• **Saved entries**:
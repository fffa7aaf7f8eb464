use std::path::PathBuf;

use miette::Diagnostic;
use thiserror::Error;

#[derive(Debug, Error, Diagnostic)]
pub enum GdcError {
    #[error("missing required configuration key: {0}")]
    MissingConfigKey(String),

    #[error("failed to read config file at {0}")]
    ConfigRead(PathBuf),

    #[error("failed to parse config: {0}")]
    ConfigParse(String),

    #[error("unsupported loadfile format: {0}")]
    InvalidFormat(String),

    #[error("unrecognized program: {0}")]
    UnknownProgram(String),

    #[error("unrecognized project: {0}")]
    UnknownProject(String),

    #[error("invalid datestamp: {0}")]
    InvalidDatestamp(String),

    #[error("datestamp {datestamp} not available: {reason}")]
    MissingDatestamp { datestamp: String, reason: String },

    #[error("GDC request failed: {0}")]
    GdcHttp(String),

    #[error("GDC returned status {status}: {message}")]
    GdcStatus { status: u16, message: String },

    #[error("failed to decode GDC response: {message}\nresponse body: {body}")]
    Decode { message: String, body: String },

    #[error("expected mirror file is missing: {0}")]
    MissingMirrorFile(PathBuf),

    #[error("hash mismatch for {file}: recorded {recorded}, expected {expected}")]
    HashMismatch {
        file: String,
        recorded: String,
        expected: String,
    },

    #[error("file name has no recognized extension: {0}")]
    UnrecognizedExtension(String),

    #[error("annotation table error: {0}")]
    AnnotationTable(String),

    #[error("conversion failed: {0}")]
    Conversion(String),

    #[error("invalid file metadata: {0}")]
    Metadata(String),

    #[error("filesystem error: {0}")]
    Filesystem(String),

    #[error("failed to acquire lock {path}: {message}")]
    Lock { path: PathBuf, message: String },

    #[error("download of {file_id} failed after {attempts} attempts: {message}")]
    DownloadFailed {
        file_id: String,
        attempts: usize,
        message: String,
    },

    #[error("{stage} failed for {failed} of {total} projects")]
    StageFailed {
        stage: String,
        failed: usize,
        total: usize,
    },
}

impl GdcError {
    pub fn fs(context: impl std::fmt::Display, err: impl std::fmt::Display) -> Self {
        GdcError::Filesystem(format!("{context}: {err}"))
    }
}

• **WHAT THE TASK ASKS**:
Reproduce each entry above exactly, keeping every word.

• **TASK OUTPUT**:
repository fffa7aaf7f8eb464
use std::path::PathBuf;

use miette::Diagnostic;
use thiserror::Error;

#[derive(Debug, Error, Diagnostic)]
pub enum GdcError {
    #[error("missing required configuration key: {0}")]
    MissingConfigKey(String),

    #[error("failed to read config file at {0}")]
    ConfigRead(PathBuf),

    #[error("failed to parse config: {0}")]
    ConfigParse(String),

    #[error("unsupported loadfile format: {0}")]
    InvalidFormat(String),

    #[error("unrecognized program: {0}")]
    UnknownProgram(String),

    #[error("unrecognized project: {0}")]
    UnknownProject(String),

    #[error("invalid datestamp: {0}")]
    InvalidDatestamp(String),

    #[error("datestamp {datestamp} not available: {reason}")]
    MissingDatestamp { datestamp: String, reason: String },

    #[error("GDC request failed: {0}")]
    GdcHttp(String),

    #[error("GDC returned status {status}: {message}")]
    GdcStatus { status: u16, message: String },

    #[error("failed to decode GDC response: {message}\nresponse body: {body}")]
    Decode { message: String, body: String },

    #[error("expected mirror file is missing: {0}")]
    MissingMirrorFile(PathBuf),

    #[error("hash mismatch for {file}: recorded {recorded}, expected {expected}")]
    HashMismatch {
        file: String,
        recorded: String,
        expected: String,
    },

    #[error("file name has no recognized extension: {0}")]
    UnrecognizedExtension(String),

    #[error("annotation table error: {0}")]
    AnnotationTable(String),

    #[error("conversion failed: {0}")]
    Conversion(String),

    #[error("invalid file metadata: {0}")]
    Metadata(String),

    #[error("filesystem error: {0}")]
    Filesystem(String),

    #[error("failed to acquire lock {path}: {message}")]
    Lock { path: PathBuf, message: String },

    #[error("download of {file_id} failed after {attempts} attempts: {message}")]
    DownloadFailed {
        file_id: String,
        attempts: usize,
        message: String,
    },

    #[error("{stage} failed for {failed} of {total} projects")]
    StageFailed {
        stage: String,
        failed: usize,
        total: usize,
    },
}

impl GdcError {
    pub fn fs(context: impl std::fmt::Display, err: impl std::fmt::Display) -> Self {
        GdcError::Filesystem(format!("{context}: {err}"))
    }
}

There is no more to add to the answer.